### Records to process
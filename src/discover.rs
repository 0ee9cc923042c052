//! 対象ファイルの列挙
//!
//! CLI のパス引数（ファイル / ディレクトリ / glob パターン）を、
//! 重複なしのソート済みファイル一覧に解決する。

use crate::error::{Result, SqlshiftError};
use std::collections::BTreeSet;
use std::path::{Path, PathBuf};
use walkdir::WalkDir;

/// Rust ソースの拡張子
const RUST_EXTENSION: &str = "rs";

/// パス引数を対象ファイル一覧に解決する
///
/// - 既存ファイルはそのまま採用（明示指定なので拡張子は問わない）
/// - 既存ディレクトリは再帰的に辿り `.rs` のみ採用
/// - それ以外は glob パターンとして展開。マッチしたディレクトリは
///   再帰的に辿り、マッチしたファイルはそのまま採用
/// - 1件もマッチしない引数はエラー
///
/// 結果はソート済みで重複を含まない。
pub fn discover(paths: &[String]) -> Result<Vec<PathBuf>> {
    let mut found: BTreeSet<PathBuf> = BTreeSet::new();

    for raw in paths {
        let path = Path::new(raw);

        if path.is_file() {
            found.insert(path.to_path_buf());
            continue;
        }

        if path.is_dir() {
            collect_rust_files(path, &mut found)?;
            continue;
        }

        let mut matched_any = false;
        for entry in glob::glob(raw)? {
            let matched = entry.map_err(|e| SqlshiftError::Io(e.into_error()))?;
            matched_any = true;
            if matched.is_dir() {
                collect_rust_files(&matched, &mut found)?;
            } else {
                found.insert(matched);
            }
        }
        if !matched_any {
            return Err(SqlshiftError::TargetNotFound(raw.clone()));
        }
    }

    Ok(found.into_iter().collect())
}

/// ディレクトリ配下の `.rs` ファイルを集める
fn collect_rust_files(dir: &Path, found: &mut BTreeSet<PathBuf>) -> Result<()> {
    for entry in WalkDir::new(dir) {
        let entry = entry.map_err(|e| SqlshiftError::Io(e.into()))?;
        if entry.file_type().is_file()
            && entry.path().extension().and_then(|e| e.to_str()) == Some(RUST_EXTENSION)
        {
            found.insert(entry.path().to_path_buf());
        }
    }
    Ok(())
}

#[cfg(test)]
#[path = "discover_test.rs"]
mod tests;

### Description of the task
All of the data above is to be transcribed without alteration.

### Response
filename src/discover.rs
repository 0ee9cc923042c052
//! 対象ファイルの列挙
//!
//! CLI のパス引数（ファイル / ディレクトリ / glob パターン）を、
//! 重複なしのソート済みファイル一覧に解決する。

use crate::error::{Result, SqlshiftError};
use std::collections::BTreeSet;
use std::path::{Path, PathBuf};
use walkdir::WalkDir;

/// Rust ソースの拡張子
const RUST_EXTENSION: &str = "rs";

/// パス引数を対象ファイル一覧に解決する
///
/// - 既存ファイルはそのまま採用（明示指定なので拡張子は問わない）
/// - 既存ディレクトリは再帰的に辿り `.rs` のみ採用
/// - それ以外は glob パターンとして展開。マッチしたディレクトリは
///   再帰的に辿り、マッチしたファイルはそのまま採用
/// - 1件もマッチしない引数はエラー
///
/// 結果はソート済みで重複を含まない。
pub fn discover(paths: &[String]) -> Result<Vec<PathBuf>> {
    let mut found: BTreeSet<PathBuf> = BTreeSet::new();

    for raw in paths {
        let path = Path::new(raw);

        if path.is_file() {
            found.insert(path.to_path_buf());
            continue;
        }

        if path.is_dir() {
            collect_rust_files(path, &mut found)?;
            continue;
        }

        let mut matched_any = false;
        for entry in glob::glob(raw)? {
            let matched = entry.map_err(|e| SqlshiftError::Io(e.into_error()))?;
            matched_any = true;
            if matched.is_dir() {
                collect_rust_files(&matched, &mut found)?;
            } else {
                found.insert(matched);
            }
        }
        if !matched_any {
            return Err(SqlshiftError::TargetNotFound(raw.clone()));
        }
    }

    Ok(found.into_iter().collect())
}

/// ディレクトリ配下の `.rs` ファイルを集める
fn collect_rust_files(dir: &Path, found: &mut BTreeSet<PathBuf>) -> Result<()> {
    for entry in WalkDir::new(dir) {
        let entry = entry.map_err(|e| SqlshiftError::Io(e.into()))?;
        if entry.file_type().is_file()
            && entry.path().extension().and_then(|e| e.to_str()) == Some(RUST_EXTENSION)
        {
            found.insert(entry.path().to_path_buf());
        }
    }
    Ok(())
}

#[cfg(test)]
#[path = "discover_test.rs"]
mod tests;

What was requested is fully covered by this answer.